WHAT THE TASK REQUIRES
The full set of entries below needs to be written out exactly.

RAW DATA

=-=-=-=-=

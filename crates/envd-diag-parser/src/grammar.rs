//! Token grammar for envd error locations.
//!
//! A location token is `<path>:<line>:<col>`:
//!
//! - `<path>` is one or more of `[A-Za-z0-9/ ._-]`. Spaces are allowed, a
//!   colon is not, so the path always ends at the first `:`.
//! - `<line>` and `<col>` are positive decimal integers without a leading
//!   zero.
//!
//! Every parser here works on a single line of text and ignores whatever
//! follows the part it recognizes.

use winnow::{
    Parser as _,
    combinator::{preceded, terminated},
    error::ModalResult,
    token::{any, one_of, take_while},
};

use envd_diag_core::{ParseResult, SourceLocation};

type Input<'a> = &'a str;
type IResult<O> = ModalResult<O>;

/// Marker that introduces a failed `load()` inside a traceback.
const LOAD_ERROR_MARKER: &str = "Error: cannot load ";

fn is_path_char(c: char) -> bool {
    c.is_ascii_alphanumeric() || matches!(c, '/' | ' ' | '.' | '_' | '-')
}

/// Line terminators that end a message on the first line.
fn is_line_terminator(c: char) -> bool {
    matches!(c, '\n' | '\r' | '\u{2028}' | '\u{2029}')
}

/// Whitespace as matched by the `\s` class of envd's error tooling: the
/// ECMAScript white space and line terminator sets. Unlike
/// [`char::is_whitespace`] this includes U+FEFF and excludes U+0085.
fn is_space(c: char) -> bool {
    matches!(
        c,
        '\t' | '\n'
            | '\u{000B}'
            | '\u{000C}'
            | '\r'
            | ' '
            | '\u{00A0}'
            | '\u{1680}'
            | '\u{2000}'..='\u{200A}'
            | '\u{2028}'
            | '\u{2029}'
            | '\u{202F}'
            | '\u{205F}'
            | '\u{3000}'
            | '\u{FEFF}'
    )
}

/// Parse a positive integer without a leading zero.
///
/// Values beyond `u32::MAX` are rejected rather than wrapped.
fn positive_number(input: &mut Input<'_>) -> IResult<u32> {
    (
        one_of('1'..='9'),
        take_while(0.., |c: char| c.is_ascii_digit()),
    )
        .take()
        .try_map(str::parse::<u32>)
        .parse_next(input)
}

/// Parse a `path:line:col` token.
fn location(input: &mut Input<'_>) -> IResult<SourceLocation> {
    (
        take_while(1.., is_path_char),
        preceded(':', positive_number),
        preceded(':', positive_number),
    )
        .map(|(path, line, column): (&str, u32, u32)| SourceLocation::new(path, line, column))
        .parse_next(input)
}

/// Parse `path:line:col: message`, where the message runs to the end of the
/// first line and must not be empty.
fn simple_error_line(input: &mut Input<'_>) -> IResult<ParseResult> {
    (
        location,
        preceded(": ", take_while(1.., |c: char| !is_line_terminator(c))),
    )
        .map(|(location, message): (SourceLocation, &str)| {
            ParseResult::new(message, vec![location])
        })
        .parse_next(input)
}

/// Parse a traceback frame: optional leading whitespace, then a location.
fn frame(input: &mut Input<'_>) -> IResult<SourceLocation> {
    preceded(take_while(0.., is_space), location).parse_next(input)
}

/// The file named after `cannot load`, including its trailing colon, and
/// the single space that follows it.
fn load_target<'a>(input: &mut Input<'a>) -> IResult<&'a str> {
    terminated(
        take_while(2.., |c: char| !is_space(c)).verify(|token: &str| token.ends_with(':')),
        ' ',
    )
    .parse_next(input)
}

/// Everything after [`LOAD_ERROR_MARKER`]: the target, the location inside
/// it, and a non-empty reason.
fn load_error_tail(input: &mut Input<'_>) -> IResult<SourceLocation> {
    preceded(
        load_target,
        terminated(
            location,
            (": ", any.verify(|c: &char| !is_line_terminator(*c))),
        ),
    )
    .parse_next(input)
}

/// Match a simple error at the start of `text`.
pub(crate) fn simple_error(text: &str) -> Option<ParseResult> {
    let mut input = text;
    simple_error_line.parse_next(&mut input).ok()
}

/// Match a traceback frame at the start of `line`.
pub(crate) fn frame_location(line: &str) -> Option<SourceLocation> {
    let mut input = line;
    frame.parse_next(&mut input).ok()
}

/// Find the location of the loaded file in a `cannot load` line.
///
/// The marker may appear anywhere in the line; the first occurrence that is
/// followed by a well-formed tail wins.
pub(crate) fn load_error_location(line: &str) -> Option<SourceLocation> {
    line.match_indices(LOAD_ERROR_MARKER)
        .find_map(|(start, marker)| {
            let mut input = &line[start + marker.len()..];
            load_error_tail.parse_next(&mut input).ok()
        })
}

=-=-=-=-=

EXERCISE SOLUTION
filename crates/envd-diag-parser/src/grammar.rs
//! Token grammar for envd error locations.
//!
//! A location token is `<path>:<line>:<col>`:
//!
//! - `<path>` is one or more of `[A-Za-z0-9/ ._-]`. Spaces are allowed, a
//!   colon is not, so the path always ends at the first `:`.
//! - `<line>` and `<col>` are positive decimal integers without a leading
//!   zero.
//!
//! Every parser here works on a single line of text and ignores whatever
//! follows the part it recognizes.

use winnow::{
    Parser as _,
    combinator::{preceded, terminated},
    error::ModalResult,
    token::{any, one_of, take_while},
};

use envd_diag_core::{ParseResult, SourceLocation};

type Input<'a> = &'a str;
type IResult<O> = ModalResult<O>;

/// Marker that introduces a failed `load()` inside a traceback.
const LOAD_ERROR_MARKER: &str = "Error: cannot load ";

fn is_path_char(c: char) -> bool {
    c.is_ascii_alphanumeric() || matches!(c, '/' | ' ' | '.' | '_' | '-')
}

/// Line terminators that end a message on the first line.
fn is_line_terminator(c: char) -> bool {
    matches!(c, '\n' | '\r' | '\u{2028}' | '\u{2029}')
}

/// Whitespace as matched by the `\s` class of envd's error tooling: the
/// ECMAScript white space and line terminator sets. Unlike
/// [`char::is_whitespace`] this includes U+FEFF and excludes U+0085.
fn is_space(c: char) -> bool {
    matches!(
        c,
        '\t' | '\n'
            | '\u{000B}'
            | '\u{000C}'
            | '\r'
            | ' '
            | '\u{00A0}'
            | '\u{1680}'
            | '\u{2000}'..='\u{200A}'
            | '\u{2028}'
            | '\u{2029}'
            | '\u{202F}'
            | '\u{205F}'
            | '\u{3000}'
            | '\u{FEFF}'
    )
}

/// Parse a positive integer without a leading zero.
///
/// Values beyond `u32::MAX` are rejected rather than wrapped.
fn positive_number(input: &mut Input<'_>) -> IResult<u32> {
    (
        one_of('1'..='9'),
        take_while(0.., |c: char| c.is_ascii_digit()),
    )
        .take()
        .try_map(str::parse::<u32>)
        .parse_next(input)
}

/// Parse a `path:line:col` token.
fn location(input: &mut Input<'_>) -> IResult<SourceLocation> {
    (
        take_while(1.., is_path_char),
        preceded(':', positive_number),
        preceded(':', positive_number),
    )
        .map(|(path, line, column): (&str, u32, u32)| SourceLocation::new(path, line, column))
        .parse_next(input)
}

/// Parse `path:line:col: message`, where the message runs to the end of the
/// first line and must not be empty.
fn simple_error_line(input: &mut Input<'_>) -> IResult<ParseResult> {
    (
        location,
        preceded(": ", take_while(1.., |c: char| !is_line_terminator(c))),
    )
        .map(|(location, message): (SourceLocation, &str)| {
            ParseResult::new(message, vec![location])
        })
        .parse_next(input)
}

/// Parse a traceback frame: optional leading whitespace, then a location.
fn frame(input: &mut Input<'_>) -> IResult<SourceLocation> {
    preceded(take_while(0.., is_space), location).parse_next(input)
}

/// The file named after `cannot load`, including its trailing colon, and
/// the single space that follows it.
fn load_target<'a>(input: &mut Input<'a>) -> IResult<&'a str> {
    terminated(
        take_while(2.., |c: char| !is_space(c)).verify(|token: &str| token.ends_with(':')),
        ' ',
    )
    .parse_next(input)
}

/// Everything after [`LOAD_ERROR_MARKER`]: the target, the location inside
/// it, and a non-empty reason.
fn load_error_tail(input: &mut Input<'_>) -> IResult<SourceLocation> {
    preceded(
        load_target,
        terminated(
            location,
            (": ", any.verify(|c: &char| !is_line_terminator(*c))),
        ),
    )
    .parse_next(input)
}

/// Match a simple error at the start of `text`.
pub(crate) fn simple_error(text: &str) -> Option<ParseResult> {
    let mut input = text;
    simple_error_line.parse_next(&mut input).ok()
}

/// Match a traceback frame at the start of `line`.
pub(crate) fn frame_location(line: &str) -> Option<SourceLocation> {
    let mut input = line;
    frame.parse_next(&mut input).ok()
}

/// Find the location of the loaded file in a `cannot load` line.
///
/// The marker may appear anywhere in the line; the first occurrence that is
/// followed by a well-formed tail wins.
pub(crate) fn load_error_location(line: &str) -> Option<SourceLocation> {
    line.match_indices(LOAD_ERROR_MARKER)
        .find_map(|(start, marker)| {
            let mut input = &line[start + marker.len()..];
            load_error_tail.parse_next(&mut input).ok()
        })
}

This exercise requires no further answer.